The Study Of Parasites
Parasitology is the study of parasites and their relationships with host organisms. Throughout history people have coped with over 100 types of parasites affecting humans. Parasites have not, however, been systematically studied until the last few centuries. With his invention of the microscope in the late 1600s, Anton von Leeuwenhoek was perhaps the first to observe microscopic parasites. As Westerners began to travel and work more often in tropical parts of the world, medical researchers had to study and treat a variety of new infections, many of which were caused by parasites. By the early 1900s, parasitology had developed as a specialized field of study.
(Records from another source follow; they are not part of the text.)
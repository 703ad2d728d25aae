//! Domain identifier types with proper encapsulation.

use std::fmt;

use serde::{Deserialize, Serialize};

/// Market identifier - newtype for type safety.
///
/// The inner String is private to ensure all construction goes through
/// the defined constructors.
#[derive(Debug, Clone, PartialEq, Eq, PartialOrd, Ord, Hash, Serialize, Deserialize)]
#[serde(transparent)]
pub struct MarketId(String);

impl MarketId {
    /// Create a new `MarketId` from a string.
    pub fn new(id: impl Into<String>) -> Self {
        Self(id.into())
    }

    /// Get the market ID as a string slice.
    #[must_use]
    pub fn as_str(&self) -> &str {
        &self.0
    }
}

impl fmt::Display for MarketId {
    fn fmt(&self, f: &mut fmt::Formatter<'_>) -> fmt::Result {
        write!(f, "{}", self.0)
    }
}

impl From<String> for MarketId {
    fn from(s: String) -> Self {
        Self::new(s)
    }
}

impl From<&str> for MarketId {
    fn from(s: &str) -> Self {
        Self::new(s)
    }
}

/// Outcome identifier within a market.
///
/// Outcomes are numbered from zero. In yes/no markets outcome 0 is "no" and
/// outcome 1 is "yes"; in scalar markets they are "lower" and "upper".
#[derive(
    Debug, Clone, Copy, PartialEq, Eq, PartialOrd, Ord, Hash, Default, Serialize, Deserialize,
)]
#[serde(transparent)]
pub struct OutcomeId(u64);

impl OutcomeId {
    /// The "yes" outcome of a yes/no market, or the "upper" outcome of a scalar market.
    pub const UPPER: Self = Self(1);

    /// Create a new `OutcomeId`.
    #[must_use]
    pub const fn new(id: u64) -> Self {
        Self(id)
    }

    /// Get the numeric value of this outcome ID.
    #[must_use]
    pub const fn value(self) -> u64 {
        self.0
    }
}

impl fmt::Display for OutcomeId {
    fn fmt(&self, f: &mut fmt::Formatter<'_>) -> fmt::Result {
        write!(f, "{}", self.0)
    }
}

impl From<u64> for OutcomeId {
    fn from(id: u64) -> Self {
        Self(id)
    }
}
//! Snapshot source that reads a JSON document from disk.

use std::path::{Path, PathBuf};

use async_trait::async_trait;
use tracing::debug;

use crate::domain::snapshot::MarketsSnapshot;
use crate::error::Result;
use crate::port::SnapshotSource;

/// Reads the snapshot file afresh on every fetch.
#[derive(Debug, Clone)]
pub struct FileSnapshotSource {
    path: PathBuf,
}

impl FileSnapshotSource {
    pub fn new(path: impl Into<PathBuf>) -> Self {
        Self { path: path.into() }
    }

    #[must_use]
    pub fn path(&self) -> &Path {
        &self.path
    }
}

#[async_trait]
impl SnapshotSource for FileSnapshotSource {
    async fn fetch(&self) -> Result<MarketsSnapshot> {
        let content = tokio::fs::read(&self.path).await?;
        let snapshot: MarketsSnapshot = serde_json::from_slice(&content)?;
        debug!(
            path = %self.path.display(),
            block = snapshot.block,
            markets = snapshot.markets.len(),
            "Read market snapshot"
        );
        Ok(snapshot)
    }

    fn describe(&self) -> String {
        format!("file:{}", self.path.display())
    }
}
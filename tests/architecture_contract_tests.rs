//! Architecture contract tests.

mod support;

use support::architecture::{find_lines_containing, path_exists};

#[test]
fn domain_has_no_framework_or_outer_layer_imports() {
    let hits = find_lines_containing(
        "src/domain",
        &[
            "crate::adapter",
            "crate::infrastructure",
            "crate::service",
            "crate::port",
            "tokio::",
        ],
    );

    assert!(
        hits.is_empty(),
        "found forbidden imports in domain layer: {hits:#?}"
    );
}

#[test]
fn ports_do_not_depend_on_implementations() {
    let hits = find_lines_containing(
        "src/port",
        &["crate::adapter", "crate::infrastructure", "crate::service"],
    );

    assert!(
        hits.is_empty(),
        "found implementation imports in ports: {hits:#?}"
    );
}

#[test]
fn services_reach_io_only_through_ports() {
    let hits = find_lines_containing(
        "src/service",
        &["crate::adapter", "crate::infrastructure", "tokio::fs"],
    );

    assert!(
        hits.is_empty(),
        "found direct adapter or file system use in services: {hits:#?}"
    );
}

#[test]
fn outbound_adapters_do_not_reach_into_services() {
    let hits = find_lines_containing(
        "src/adapter/outbound",
        &["crate::service", "crate::infrastructure"],
    );

    assert!(
        hits.is_empty(),
        "found service imports in outbound adapters: {hits:#?}"
    );
}

#[test]
fn composition_root_lives_in_infrastructure() {
    assert!(path_exists("src/infrastructure/bootstrap.rs"));
    assert!(path_exists("src/port/outbound/snapshot.rs"));
    assert!(path_exists("src/port/outbound/summary.rs"));
}
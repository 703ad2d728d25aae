//! Depthgauge - liquidity-depth curves for prediction markets.
//!
//! Reads per-block snapshots of prediction markets with their open orders,
//! and measures how much of a position's value survives being unwound
//! into the order books at several position sizes (tranches). The result,
//! together with best prices and outcome predictions, is published as a
//! JSON summary for every new block.
//!
//! # Architecture
//!
//! The crate follows a hexagonal layout:
//!
//! - [`domain`] - Order books, fill engine, retention search and summaries
//! - [`port`] - Traits for snapshot sources and summary writers
//! - [`adapter`] - File adapters and the command line interface
//! - [`service`] - Snapshot translation, evaluation and the polling watcher
//! - [`infrastructure`] - Configuration and runtime wiring
//! - [`error`] - Error types for the crate
//!
//! # Example
//!
//! ```
//! use depthgauge::domain::{
//!     LiquidityProfiler, MarketBounds, OutcomeOrderBook, PriceLevel,
//! };
//!
//! let book = OutcomeOrderBook::with_levels(
//!     vec![PriceLevel::new(0.5, 100.0)],
//!     vec![PriceLevel::new(0.5, 100.0)],
//! );
//! let curve = LiquidityProfiler::default()
//!     .curve(&MarketBounds::unit(), &[book])
//!     .unwrap();
//! assert!(curve.points().iter().all(|p| (p.retention_ratio - 1.0).abs() < 1e-9));
//! ```

pub mod adapter;
pub mod domain;
pub mod error;
pub mod infrastructure;
pub mod port;
pub mod service;
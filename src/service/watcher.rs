//! Polling loop that turns new snapshots into published summaries.

use std::sync::Arc;
use std::time::Duration;

use parking_lot::{Mutex, RwLock};
use tokio::sync::watch;
use tracing::{debug, error, info};

use super::analyzer::Analyzer;
use super::debug::log_debug_markets;
use crate::domain::id::MarketId;
use crate::domain::summary::MarketsSummary;
use crate::error::Result;
use crate::port::{SnapshotSource, SummaryWriter};

/// What a single poll did.
#[derive(Debug, Clone, Copy, PartialEq, Eq)]
pub enum PollOutcome {
    /// A new block was summarized and published.
    Processed { block: u64, markets: u64 },
    /// The snapshot was not newer than the last published block.
    Skipped { block: u64 },
}

/// Watches a snapshot source and publishes a summary for every new block.
pub struct Watcher {
    source: Arc<dyn SnapshotSource>,
    writer: Arc<dyn SummaryWriter>,
    analyzer: Arc<Analyzer>,
    poll_interval: Duration,
    debug_markets: Vec<MarketId>,
    last_block: Mutex<Option<u64>>,
    latest: RwLock<Option<Arc<MarketsSummary>>>,
}

impl Watcher {
    pub fn new(
        source: Arc<dyn SnapshotSource>,
        writer: Arc<dyn SummaryWriter>,
        analyzer: Analyzer,
        poll_interval: Duration,
    ) -> Self {
        Self {
            source,
            writer,
            analyzer: Arc::new(analyzer),
            poll_interval,
            debug_markets: Vec::new(),
            last_block: Mutex::new(None),
            latest: RwLock::new(None),
        }
    }

    /// Markets whose inputs and outputs are logged on every new block.
    #[must_use]
    pub fn with_debug_markets(mut self, ids: Vec<MarketId>) -> Self {
        self.debug_markets = ids;
        self
    }

    /// Most recent summary, if any block has been evaluated.
    #[must_use]
    pub fn latest(&self) -> Option<Arc<MarketsSummary>> {
        self.latest.read().clone()
    }

    /// Last block that was successfully published.
    #[must_use]
    pub fn last_block(&self) -> Option<u64> {
        *self.last_block.lock()
    }

    /// Fetch, evaluate and publish once.
    ///
    /// # Errors
    ///
    /// Returns an error if the snapshot cannot be fetched, the evaluation
    /// task fails or the summary cannot be written. A failed write leaves the
    /// block unpublished, so the next poll retries it.
    pub async fn poll_once(&self) -> Result<PollOutcome> {
        let snapshot = self.source.fetch().await?;
        let block = snapshot.block;

        if self.last_block().is_some_and(|last| block <= last) {
            debug!(block, "Snapshot is not newer than last processed block");
            return Ok(PollOutcome::Skipped { block });
        }

        info!(block, markets = snapshot.markets.len(), "Processing new block");

        let analyzer = Arc::clone(&self.analyzer);
        let (snapshot, summary) = tokio::task::spawn_blocking(move || {
            let summary = analyzer.summarize(&snapshot);
            (snapshot, summary)
        })
        .await?;

        if !self.debug_markets.is_empty() {
            log_debug_markets(&self.debug_markets, &snapshot, &summary);
        }

        let summary = Arc::new(summary);
        *self.latest.write() = Some(Arc::clone(&summary));

        self.writer.write(&summary).await?;
        *self.last_block.lock() = Some(block);

        info!(block, markets = summary.total_markets, "Finished processing block");
        Ok(PollOutcome::Processed {
            block,
            markets: summary.total_markets,
        })
    }

    /// Poll until shutdown is signalled.
    ///
    /// Failures are logged and the loop carries on with the next tick.
    pub async fn run(&self, mut shutdown: watch::Receiver<bool>) -> Result<()> {
        info!(
            source = %self.source.describe(),
            interval_secs = self.poll_interval.as_secs(),
            "Starting watcher"
        );

        let mut interval = tokio::time::interval(self.poll_interval);
        interval.set_missed_tick_behavior(tokio::time::MissedTickBehavior::Skip);

        loop {
            tokio::select! {
                result = shutdown.changed() => {
                    match result {
                        Ok(_) => {
                            if *shutdown.borrow() {
                                info!("Shutdown signal received");
                                break;
                            }
                        }
                        Err(_) => {
                            info!("Shutdown channel closed");
                            break;
                        }
                    }
                }
                _ = interval.tick() => {
                    if let Err(e) = self.poll_once().await {
                        error!(error = %e, "Processing snapshot failed");
                    }
                }
            }
        }

        Ok(())
    }
}
//! Service configuration for snapshot input, summary output and market lists.

use std::path::PathBuf;
use std::time::Duration;

use serde::Deserialize;

use crate::domain::id::MarketId;

/// Where snapshots are read from and how often.
#[derive(Debug, Clone, Deserialize)]
pub struct SourceConfig {
    /// Snapshot JSON file. Overridden by `DEPTHGAUGE_SNAPSHOT_PATH`.
    #[serde(default = "default_snapshot_path")]
    pub snapshot_path: PathBuf,
    /// Seconds between polls (default: 15).
    #[serde(default = "default_poll_interval_secs")]
    pub poll_interval_secs: u64,
}

fn default_snapshot_path() -> PathBuf {
    PathBuf::from("snapshot.json")
}

const fn default_poll_interval_secs() -> u64 {
    15
}

impl Default for SourceConfig {
    fn default() -> Self {
        Self {
            snapshot_path: default_snapshot_path(),
            poll_interval_secs: default_poll_interval_secs(),
        }
    }
}

impl SourceConfig {
    #[must_use]
    pub const fn poll_interval(&self) -> Duration {
        Duration::from_secs(self.poll_interval_secs)
    }
}

/// Where summaries are published.
#[derive(Debug, Clone, Deserialize)]
pub struct OutputConfig {
    /// Summary JSON file. Overridden by `DEPTHGAUGE_SUMMARY_PATH`.
    #[serde(default = "default_summary_path")]
    pub summary_path: PathBuf,
}

fn default_summary_path() -> PathBuf {
    PathBuf::from("markets.json")
}

impl Default for OutputConfig {
    fn default() -> Self {
        Self {
            summary_path: default_summary_path(),
        }
    }
}

/// Per-market handling.
#[derive(Debug, Clone, Default, Deserialize)]
pub struct MarketsConfig {
    /// Markets left out of every summary.
    #[serde(default)]
    pub excluded: Vec<MarketId>,
    /// Markets flagged as featured in the published summary.
    #[serde(default)]
    pub featured: Vec<MarketId>,
    /// Markets whose inputs and outputs are logged in detail.
    /// Overridden by `DEPTHGAUGE_DEBUG_MARKETS` (comma separated).
    #[serde(default)]
    pub debug: Vec<MarketId>,
}
//! Infrastructure layer.
//!
//! Provides technical concerns that support the application without containing
//! business logic: configuration loading and runtime wiring.
//!
//! # Submodules
//!
//! - [`bootstrap`] - Composition root for runtime wiring
//! - [`config`] - Configuration loading and validation

pub mod bootstrap;
pub mod config;
use std::process::ExitCode;

use clap::Parser;
use depthgauge::adapter::inbound::cli::{self, command::Cli, output};

#[tokio::main]
async fn main() -> ExitCode {
    let _ = dotenvy::dotenv();
    let cli = Cli::parse();

    match cli::dispatch(cli).await {
        Ok(()) => ExitCode::SUCCESS,
        Err(e) => {
            output::error(&e.to_string());
            ExitCode::FAILURE
        }
    }
}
Typically, a parasitic infection does not directly kill a host, though the drain on the organism's resources can affect its growth, reproductive capability and survival, leading to premature death. Parasites, and the diseases they cause and transmit, have been responsible for tremendous human suffering and loss of life throughout history. Though the majority of parasitic infections occur within tropical regions and among low-income populations, most all regions of the world sustain parasitic species, and all humans are susceptible to infection.
Though many species of viruses, bacteria, and fungi exhibit parasitic behavior and can be transmitted by parasites, scientists usually study them separately as infectious diseases. Types of organisms that are studied by parasitologists include species of protozoa, helminths or worms, and arthropods.